■ **WHAT YOU HAVE TO DO**:
Take the lines below from the first through the one that contains "waits for an" and copy them exactly.

■ **DATA EXTRACTS**:
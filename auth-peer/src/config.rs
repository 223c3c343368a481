use std::time::Duration;

/// Tunable policy for a [`crate::Peer`], following the same
/// plain-struct-of-defaults shape this engine's session-management code uses
/// for `SessionManagerConfig`.
#[derive(Debug, Clone)]
pub struct PeerConfig {
    /// When true, an outbound call with no explicit identity key targets
    /// whichever peer we last exchanged a general message or handshake
    /// with.
    pub auto_persist_last_session: bool,
    /// How long `initiate_handshake` waits for an `initialResponse` before
    /// failing with [`crate::error::PeerError::HandshakeTimeout`], unless a
    /// call overrides it explicitly.
    pub default_max_wait_time: Duration,
}

impl Default for PeerConfig {
    fn default() -> Self {
        Self {
            auto_persist_last_session: true,
            default_max_wait_time: Duration::from_millis(10_000),
        }
    }
}
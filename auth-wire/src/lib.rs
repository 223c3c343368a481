//! Wire types for the peer authentication protocol.
//!
//! This crate carries no session logic: it defines the on-wire
//! [`AuthMessage`] record, the [`RequestedCertificateSet`]/[`VerifiableCertificate`]
//! shapes it embeds, structural validation of a message against its declared
//! `messageType`, and the canonical byte encodings signed by each message
//! kind. The state machine that drives the handshake and routes messages
//! lives in `auth-peer`, which depends on this crate.

mod error;
mod message;

pub use error::{CodecError, TransportError, WalletError};
pub use message::{
    AuthMessage, MessageType, RequestedCertificateSet, VerifiableCertificate,
    PROTOCOL_VERSION, SIGNATURE_PROTOCOL_ID, certificates_signing_bytes, decode_base64,
    decode_hex, encode_base64, initial_response_signing_bytes,
    requested_certificates_signing_bytes, validate_structure,
};
use async_trait::async_trait;
use auth_wire::{AuthMessage, TransportError};

/// The duplex message carrier this engine consumes but does not implement.
///
/// A `Transport` delivers inbound messages to whatever handler was last
/// registered via [`Transport::on_data`], serially and in order.
#[async_trait]
pub trait Transport: Send + Sync {
    async fn send(&self, message: AuthMessage) -> Result<(), TransportError>;

    /// Registers the handler invoked once per inbound message. Registering a
    /// new handler replaces any previous one.
    fn on_data(&self, handler: Box<dyn Fn(AuthMessage) + Send + Sync>);
}
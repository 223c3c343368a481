use std::collections::BTreeMap;
use std::sync::Arc;
use std::time::Duration;

use auth_peer::testing::{InMemoryWallet, LoopbackTransport};
use auth_peer::{Peer, PeerConfig, PeerError};
use auth_wire::{RequestedCertificateSet, VerifiableCertificate};
use tokio::sync::oneshot;
use tokio::time::timeout;

fn peer_pair(identity_a: &str, identity_b: &str) -> (Arc<Peer>, Arc<Peer>) {
    let (transport_a, transport_b) = LoopbackTransport::new_pair();
    let peer_a = Peer::new(
        Arc::new(InMemoryWallet::new(identity_a)),
        transport_a,
        PeerConfig::default(),
    );
    let peer_b = Peer::new(
        Arc::new(InMemoryWallet::new(identity_b)),
        transport_b,
        PeerConfig::default(),
    );
    (peer_a, peer_b)
}

#[tokio::test]
async fn basic_handshake_and_general_message() {
    let (peer_a, peer_b) = peer_pair("a", "b");

    let (tx, rx) = oneshot::channel();
    let tx = std::sync::Mutex::new(Some(tx));
    peer_b
        .listen_for_general_message(Arc::new(move |payload, sender| {
            if let Some(tx) = tx.lock().unwrap().take() {
                let _ = tx.send((payload, sender));
            }
        }))
        .await;

    peer_a
        .to_peer(vec![0xDE, 0xAD, 0xBE, 0xEF], Some("b".to_string()), None)
        .await
        .expect("to_peer should succeed");

    let (payload, sender) = timeout(Duration::from_secs(1), rx)
        .await
        .expect("general message should arrive")
        .expect("channel should not be dropped");

    assert_eq!(payload, vec![0xDE, 0xAD, 0xBE, 0xEF]);
    assert_eq!(sender, "a");
}

#[tokio::test]
async fn handshake_times_out_when_peer_is_silent() {
    let (transport_a, transport_b) = LoopbackTransport::new_pair();
    transport_b.silence_inbound();
    let peer_a = Peer::new(
        Arc::new(InMemoryWallet::new("a")),
        transport_a,
        PeerConfig::default(),
    );
    let _peer_b = Peer::new(
        Arc::new(InMemoryWallet::new("b")),
        transport_b,
        PeerConfig::default(),
    );

    let result = peer_a
        .initiate_handshake(Some("b".to_string()), Some(Duration::from_millis(50)))
        .await;

    assert!(matches!(result, Err(PeerError::HandshakeTimeout)));
}

#[tokio::test]
async fn tampered_payload_is_rejected() {
    let (transport_a, transport_b) = LoopbackTransport::new_pair();
    transport_b.set_inbound_tamper(|message| {
        if let Some(payload) = message.payload.as_mut() {
            if let Some(byte) = payload.first_mut() {
                *byte ^= 0xFF;
            }
        }
    });
    let peer_a = Peer::new(
        Arc::new(InMemoryWallet::new("a")),
        transport_a,
        PeerConfig::default(),
    );
    let peer_b = Peer::new(
        Arc::new(InMemoryWallet::new("b")),
        transport_b,
        PeerConfig::default(),
    );

    let (tx, rx) = oneshot::channel();
    let tx = std::sync::Mutex::new(Some(tx));
    peer_b
        .listen_for_general_message(Arc::new(move |payload, sender| {
            if let Some(tx) = tx.lock().unwrap().take() {
                let _ = tx.send((payload, sender));
            }
        }))
        .await;

    peer_a
        .to_peer(vec![0x01, 0x02, 0x03], Some("b".to_string()), None)
        .await
        .expect("to_peer should still send, tampering happens after");

    let outcome = timeout(Duration::from_millis(200), rx).await;
    assert!(outcome.is_err(), "listener must not fire for a tampered payload");
}

#[tokio::test]
async fn replayed_your_nonce_is_rejected() {
    let (transport_a, transport_b) = LoopbackTransport::new_pair();
    let _peer_a = Peer::new(Arc::new(InMemoryWallet::new("a")), transport_a.clone(), PeerConfig::default());
    let peer_b = Peer::new(Arc::new(InMemoryWallet::new("b")), transport_b, PeerConfig::default());

    let (tx, rx) = oneshot::channel();
    let tx = std::sync::Mutex::new(Some(tx));
    peer_b
        .listen_for_general_message(Arc::new(move |payload, sender| {
            if let Some(tx) = tx.lock().unwrap().take() {
                let _ = tx.send((payload, sender));
            }
        }))
        .await;

    // Inject a general message directly onto the channel peer_b listens on,
    // bypassing peer_a entirely, with a `yourNonce` peer_b never minted.
    let forged = auth_wire::AuthMessage {
        version: auth_wire::PROTOCOL_VERSION.to_string(),
        message_type: auth_wire::MessageType::General,
        identity_key: "mallory".to_string(),
        initial_nonce: None,
        your_nonce: Some(auth_wire::encode_base64(b"never minted by b")),
        nonce: Some(auth_wire::encode_base64(b"whatever")),
        requested_certificates: None,
        certificates: None,
        payload: Some(vec![0x02]),
        signature: Some(vec![0, 0, 0, 0]),
    };
    auth_peer::Transport::send(transport_a.as_ref(), forged)
        .await
        .expect("transport send should not fail even though processing rejects it");

    let outcome = timeout(Duration::from_millis(200), rx).await;
    assert!(outcome.is_err(), "listener must not fire for a replayed/forged yourNonce");
}

#[tokio::test]
async fn certificate_auto_response_on_handshake() {
    let cert = VerifiableCertificate {
        certifier: "C".to_string(),
        cert_type: "T".to_string(),
        fields: BTreeMap::from([("x".to_string(), "1".to_string())]),
        signature: vec![0xAA],
    };

    let (transport_a, transport_b) = LoopbackTransport::new_pair();
    let peer_a = Peer::new(
        Arc::new(InMemoryWallet::new("a")),
        transport_a,
        PeerConfig::default(),
    );
    let peer_b = Peer::new(
        Arc::new(InMemoryWallet::new("b").with_certificates(vec![cert.clone()])),
        transport_b,
        PeerConfig::default(),
    );
    let _ = &peer_b;

    let (tx, rx) = oneshot::channel();
    let tx = std::sync::Mutex::new(Some(tx));
    peer_a
        .listen_for_certificates_received(Arc::new(move |certs, sender| {
            if let Some(tx) = tx.lock().unwrap().take() {
                let _ = tx.send((certs, sender));
            }
        }))
        .await;

    let mut request = RequestedCertificateSet::default();
    request.certifiers.push("C".to_string());
    request.types.insert("T".to_string(), vec!["x".to_string()]);

    peer_a
        .initiate_handshake(Some("b".to_string()), None)
        .await
        .expect("handshake should succeed");

    peer_a
        .request_certificates(Some("b".to_string()), request, None)
        .await
        .expect("certificate request should send");

    let (certs, sender) = timeout(Duration::from_secs(1), rx)
        .await
        .expect("certificates should arrive")
        .expect("channel should not be dropped");

    assert_eq!(certs, vec![cert]);
    assert_eq!(sender, "b");
}

#[tokio::test]
async fn concurrent_handshakes_to_the_same_peer_do_not_double_send() {
    let (transport_a, transport_b) = LoopbackTransport::new_pair();
    let peer_a = Peer::new(
        Arc::new(InMemoryWallet::new("a")),
        transport_a.clone(),
        PeerConfig::default(),
    );
    let _peer_b = Peer::new(
        Arc::new(InMemoryWallet::new("b")),
        transport_b,
        PeerConfig::default(),
    );

    let (first, second) = tokio::join!(
        peer_a.initiate_handshake(Some("b".to_string()), None),
        peer_a.initiate_handshake(Some("b".to_string()), None),
    );

    assert_eq!(first.expect("first call should succeed"), "b");
    assert_eq!(second.expect("joined call should succeed"), "b");
    assert_eq!(
        transport_a.sent_initial_request_count(),
        1,
        "a second concurrent handshake to the same peer must join the first instead of re-sending"
    );
}

#[tokio::test]
async fn last_peer_affinity_targets_most_recent_counterparty() {
    let (peer_a, peer_b) = peer_pair("a", "b");

    let (tx, rx) = oneshot::channel();
    let tx = std::sync::Mutex::new(Some(tx));
    peer_b
        .listen_for_general_message(Arc::new(move |payload, sender| {
            if let Some(tx) = tx.lock().unwrap().take() {
                let _ = tx.send((payload, sender));
            }
        }))
        .await;

    peer_a
        .to_peer(vec![0x01], Some("b".to_string()), None)
        .await
        .expect("first message establishes the session and records affinity");
    let _ = timeout(Duration::from_secs(1), rx).await.expect("first message should arrive");

    assert_eq!(peer_a.last_interacted_with_peer().await.as_deref(), Some("b"));

    let (tx2, rx2) = oneshot::channel();
    let tx2 = std::sync::Mutex::new(Some(tx2));
    peer_b
        .listen_for_general_message(Arc::new(move |payload, sender| {
            if let Some(tx2) = tx2.lock().unwrap().take() {
                let _ = tx2.send((payload, sender));
            }
        }))
        .await;

    // No identity_key given: must fall back to the last interacted peer.
    peer_a
        .to_peer(vec![0x02], None, None)
        .await
        .expect("affinity should resolve the target automatically");

    let (payload, sender) = timeout(Duration::from_secs(1), rx2)
        .await
        .expect("second message should arrive")
        .expect("channel should not be dropped");
    assert_eq!(payload, vec![0x02]);
    assert_eq!(sender, "a");
}
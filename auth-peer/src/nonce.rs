use auth_wire::WalletError;

use crate::wallet::Wallet;

/// Mints a fresh nonce bound to `wallet`'s identity.
pub async fn create_nonce(wallet: &dyn Wallet) -> Result<String, WalletError> {
    wallet.create_nonce().await
}

/// Returns true iff `wallet` could have produced `nonce` itself.
///
/// Used to reject a `yourNonce` value that was never minted by us: without
/// this check a replayed or forged nonce would be indistinguishable from a
/// legitimate echo.
pub async fn verify_nonce(wallet: &dyn Wallet, nonce: &str) -> Result<bool, WalletError> {
    wallet.verify_nonce(nonce).await
}
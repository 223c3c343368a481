use auth_wire::{RequestedCertificateSet, VerifiableCertificate};

use crate::error::PeerError;
use crate::wallet::Wallet;

/// Selects certificates from `wallet`'s store satisfying `request`, prepared
/// for disclosure to `verifier_identity_key`. Returns an empty vector when
/// nothing matches; this is not an error.
pub async fn get_verifiable_certificates(
    wallet: &dyn Wallet,
    request: &RequestedCertificateSet,
    verifier_identity_key: &str,
) -> Result<Vec<VerifiableCertificate>, PeerError> {
    wallet
        .select_certificates(request, verifier_identity_key)
        .await
        .map_err(PeerError::from)
}

/// Verifies that every certificate in `certificates` satisfies `request`:
/// its certifier is requested, its type is requested, and every field name
/// the request names for that type is present and disclosed.
///
/// Certificate issuance and the selective-disclosure decryption that
/// produces a [`VerifiableCertificate`]'s `fields` are wallet-internal
/// concerns; this function only checks the request/response shape against
/// the already-disclosed plaintext.
pub fn validate_certificates(
    certificates: &[VerifiableCertificate],
    request: &RequestedCertificateSet,
) -> Result<(), PeerError> {
    for cert in certificates {
        if !request.certifiers.iter().any(|c| c == &cert.certifier) {
            return Err(PeerError::CertificateValidation(format!(
                "certifier {} was not requested",
                cert.certifier
            )));
        }
        let Some(required_fields) = request.types.get(&cert.cert_type) else {
            return Err(PeerError::CertificateValidation(format!(
                "type {} was not requested",
                cert.cert_type
            )));
        };
        for field in required_fields {
            if !cert.fields.contains_key(field) {
                return Err(PeerError::CertificateValidation(format!(
                    "certificate of type {} is missing required field {}",
                    cert.cert_type, field
                )));
            }
        }
    }
    Ok(())
}

#[cfg(test)]
mod tests {
    use super::*;
    use std::collections::BTreeMap;

    fn cert(certifier: &str, cert_type: &str, fields: &[&str]) -> VerifiableCertificate {
        VerifiableCertificate {
            certifier: certifier.to_string(),
            cert_type: cert_type.to_string(),
            fields: fields.iter().map(|f| (f.to_string(), "v".to_string())).collect::<BTreeMap<_, _>>(),
            signature: vec![0xAA],
        }
    }

    fn request(certifiers: &[&str], type_fields: &[(&str, &[&str])]) -> RequestedCertificateSet {
        RequestedCertificateSet {
            certifiers: certifiers.iter().map(|s| s.to_string()).collect(),
            types: type_fields
                .iter()
                .map(|(t, fs)| (t.to_string(), fs.iter().map(|f| f.to_string()).collect()))
                .collect(),
        }
    }

    #[test]
    fn accepts_matching_certificate() {
        let req = request(&["C"], &[("T", &["x"])]);
        let certs = vec![cert("C", "T", &["x", "y"])];
        assert!(validate_certificates(&certs, &req).is_ok());
    }

    #[test]
    fn rejects_uninvited_certifier() {
        let req = request(&["C"], &[("T", &["x"])]);
        let certs = vec![cert("OTHER", "T", &["x"])];
        assert!(validate_certificates(&certs, &req).is_err());
    }

    #[test]
    fn rejects_missing_required_field() {
        let req = request(&["C"], &[("T", &["x"])]);
        let certs = vec![cert("C", "T", &["y"])];
        assert!(validate_certificates(&certs, &req).is_err());
    }

    #[test]
    fn empty_certificate_list_is_always_valid() {
        let req = request(&["C"], &[("T", &["x"])]);
        assert!(validate_certificates(&[], &req).is_ok());
    }
}
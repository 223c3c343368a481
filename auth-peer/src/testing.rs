//! In-memory test doubles for [`crate::Wallet`] and [`crate::Transport`].
//!
//! These are deliberately simplistic: `InMemoryWallet` signs with a fixed
//! per-wallet secret byte (not a real signature scheme) and tracks nonces it
//! minted in a `HashSet`, matching the role the teacher's
//! `generate_test_keypair()` helper plays for its own tests. They exist to
//! exercise the protocol state machine, not to demonstrate a real
//! cryptographic construction.

use std::collections::HashSet;
use std::sync::{Arc, Mutex as StdMutex};

use async_trait::async_trait;
use auth_wire::{AuthMessage, RequestedCertificateSet, TransportError, VerifiableCertificate, WalletError};
use rand::RngCore;
use rand::rngs::OsRng;

use crate::transport::Transport;
use crate::wallet::{SignatureArgs, Wallet};

/// A wallet whose "signature" is a keyed hash stand-in: `key_id` and
/// `counterparty` and `data` are concatenated and hashed with a per-wallet
/// secret. Good enough to exercise forgery/tamper detection in tests without
/// pulling in a real signature crate for the core's own test suite.
pub struct InMemoryWallet {
    identity_key: String,
    secret: [u8; 32],
    minted_nonces: StdMutex<HashSet<String>>,
    certificates: Vec<VerifiableCertificate>,
}

impl InMemoryWallet {
    pub fn new(identity_key: impl Into<String>) -> Self {
        let mut secret = [0u8; 32];
        OsRng.fill_bytes(&mut secret);
        Self {
            identity_key: identity_key.into(),
            secret,
            minted_nonces: StdMutex::new(HashSet::new()),
            certificates: Vec::new(),
        }
    }

    pub fn with_certificates(mut self, certificates: Vec<VerifiableCertificate>) -> Self {
        self.certificates = certificates;
        self
    }

    fn mac(&self, args: &SignatureArgs<'_>) -> Vec<u8> {
        let mut input = Vec::new();
        input.extend_from_slice(&self.secret);
        input.extend_from_slice(args.key_id.as_bytes());
        input.extend_from_slice(args.counterparty.as_bytes());
        input.extend_from_slice(args.data);
        input.push(args.protocol_id.0);
        input.extend_from_slice(args.protocol_id.1.as_bytes());
        simple_digest(&input)
    }
}

/// Not a cryptographic hash. Deterministic, order-sensitive mixing, enough
/// to tell "same inputs" from "different inputs" in tests.
fn simple_digest(input: &[u8]) -> Vec<u8> {
    let mut state: u64 = 0xcbf29ce484222325;
    for byte in input {
        state ^= *byte as u64;
        state = state.wrapping_mul(0x100000001b3);
    }
    state.to_le_bytes().to_vec()
}

#[async_trait]
impl Wallet for InMemoryWallet {
    async fn create_signature(&self, args: SignatureArgs<'_>) -> Result<Vec<u8>, WalletError> {
        Ok(self.mac(&args))
    }

    async fn verify_signature(&self, args: SignatureArgs<'_>, signature: &[u8]) -> Result<bool, WalletError> {
        Ok(self.mac(&args) == signature)
    }

    async fn get_public_key(&self) -> Result<String, WalletError> {
        Ok(self.identity_key.clone())
    }

    async fn create_nonce(&self) -> Result<String, WalletError> {
        let mut bytes = [0u8; 32];
        OsRng.fill_bytes(&mut bytes);
        let nonce = auth_wire::encode_base64(&bytes);
        self.minted_nonces.lock().expect("lock poisoned").insert(nonce.clone());
        Ok(nonce)
    }

    async fn verify_nonce(&self, nonce: &str) -> Result<bool, WalletError> {
        Ok(self.minted_nonces.lock().expect("lock poisoned").contains(nonce))
    }

    async fn select_certificates(
        &self,
        request: &RequestedCertificateSet,
        _verifier_identity_key: &str,
    ) -> Result<Vec<VerifiableCertificate>, WalletError> {
        Ok(self
            .certificates
            .iter()
            .filter(|c| {
                request.certifiers.iter().any(|certifier| certifier == &c.certifier)
                    && request.types.contains_key(&c.cert_type)
            })
            .cloned()
            .collect())
    }
}

type DataHandler = Box<dyn Fn(AuthMessage) + Send + Sync>;

/// A direct, in-process duplex channel between exactly two `LoopbackTransport`
/// endpoints. `send` on one side calls the other side's registered handler
/// inline (after spawning, so it never deadlocks on the caller's own task).
pub struct LoopbackTransport {
    peer: StdMutex<Option<Arc<LoopbackTransport>>>,
    handler: StdMutex<Option<DataHandler>>,
    drop_inbound: std::sync::atomic::AtomicBool,
    inbound_tamper: StdMutex<Option<Box<dyn Fn(&mut AuthMessage) + Send + Sync>>>,
    sent_initial_requests: std::sync::atomic::AtomicUsize,
}

impl LoopbackTransport {
    pub fn new_pair() -> (Arc<Self>, Arc<Self>) {
        let a = Arc::new(Self {
            peer: StdMutex::new(None),
            handler: StdMutex::new(None),
            drop_inbound: std::sync::atomic::AtomicBool::new(false),
            inbound_tamper: StdMutex::new(None),
            sent_initial_requests: std::sync::atomic::AtomicUsize::new(0),
        });
        let b = Arc::new(Self {
            peer: StdMutex::new(None),
            handler: StdMutex::new(None),
            drop_inbound: std::sync::atomic::AtomicBool::new(false),
            inbound_tamper: StdMutex::new(None),
            sent_initial_requests: std::sync::atomic::AtomicUsize::new(0),
        });
        *a.peer.lock().expect("lock poisoned") = Some(b.clone());
        *b.peer.lock().expect("lock poisoned") = Some(a.clone());
        (a, b)
    }

    /// After this call, messages sent to this endpoint are silently
    /// discarded instead of reaching the registered handler, simulating a
    /// counterparty that never replies.
    pub fn silence_inbound(&self) {
        self.drop_inbound.store(true, std::sync::atomic::Ordering::SeqCst);
    }

    /// Every message about to reach this endpoint's handler is first passed
    /// through `tamper`, simulating an on-path attacker mutating traffic.
    pub fn set_inbound_tamper(&self, tamper: impl Fn(&mut AuthMessage) + Send + Sync + 'static) {
        *self.inbound_tamper.lock().expect("lock poisoned") = Some(Box::new(tamper));
    }

    /// How many `initialRequest` messages this endpoint has sent out.
    pub fn sent_initial_request_count(&self) -> usize {
        self.sent_initial_requests.load(std::sync::atomic::Ordering::SeqCst)
    }
}

#[async_trait]
impl Transport for LoopbackTransport {
    async fn send(&self, mut message: AuthMessage) -> Result<(), TransportError> {
        if message.message_type == auth_wire::MessageType::InitialRequest {
            self.sent_initial_requests.fetch_add(1, std::sync::atomic::Ordering::SeqCst);
        }
        let peer = self
            .peer
            .lock()
            .expect("lock poisoned")
            .clone()
            .ok_or(TransportError::Closed)?;
        if peer.drop_inbound.load(std::sync::atomic::Ordering::SeqCst) {
            return Ok(());
        }
        if let Some(tamper) = peer.inbound_tamper.lock().expect("lock poisoned").as_ref() {
            tamper(&mut message);
        }
        let handler_guard = peer.handler.lock().expect("lock poisoned");
        if let Some(handler) = handler_guard.as_ref() {
            handler(message);
        }
        Ok(())
    }

    fn on_data(&self, handler: Box<dyn Fn(AuthMessage) + Send + Sync>) {
        *self.handler.lock().expect("lock poisoned") = Some(handler);
    }
}
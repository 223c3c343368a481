use async_trait::async_trait;
use auth_wire::{RequestedCertificateSet, VerifiableCertificate, WalletError};

/// Arguments to a signature operation, mirroring the wallet's
/// `(data, protocolID, keyID, counterparty)` convention.
#[derive(Debug, Clone, Copy)]
pub struct SignatureArgs<'a> {
    pub data: &'a [u8],
    pub protocol_id: (u8, &'a str),
    pub key_id: &'a str,
    pub counterparty: &'a str,
}

/// The cryptographic wallet this engine consumes but does not implement.
///
/// Every method is a suspension point: a real wallet may prompt a user,
/// reach a hardware token, or cross a process boundary.
#[async_trait]
pub trait Wallet: Send + Sync {
    async fn create_signature(&self, args: SignatureArgs<'_>) -> Result<Vec<u8>, WalletError>;

    async fn verify_signature(
        &self,
        args: SignatureArgs<'_>,
        signature: &[u8],
    ) -> Result<bool, WalletError>;

    /// Returns our own identity public key, hex-encoded.
    async fn get_public_key(&self) -> Result<String, WalletError>;

    /// Mints a nonce bound to this wallet's identity.
    async fn create_nonce(&self) -> Result<String, WalletError>;

    /// Returns true iff `nonce` was produced by this wallet's `create_nonce`.
    async fn verify_nonce(&self, nonce: &str) -> Result<bool, WalletError>;

    /// Selects certificates from the wallet's store matching `request` and
    /// prepares them for disclosure to `verifier_identity_key`.
    async fn select_certificates(
        &self,
        request: &RequestedCertificateSet,
        verifier_identity_key: &str,
    ) -> Result<Vec<VerifiableCertificate>, WalletError>;
}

■ **SOLUTION FOR THIS TASK**:
filename auth-peer/src/config.rs
repository 223c3c343368a481
use std::time::Duration;

/// Tunable policy for a [`crate::Peer`], following the same
/// plain-struct-of-defaults shape this engine's session-management code uses
/// for `SessionManagerConfig`.
#[derive(Debug, Clone)]
pub struct PeerConfig {
    /// When true, an outbound call with no explicit identity key targets
    /// whichever peer we last exchanged a general message or handshake
    /// with.
    pub auto_persist_last_session: bool,
    /// How long `initiate_handshake` waits for an `initialResponse` before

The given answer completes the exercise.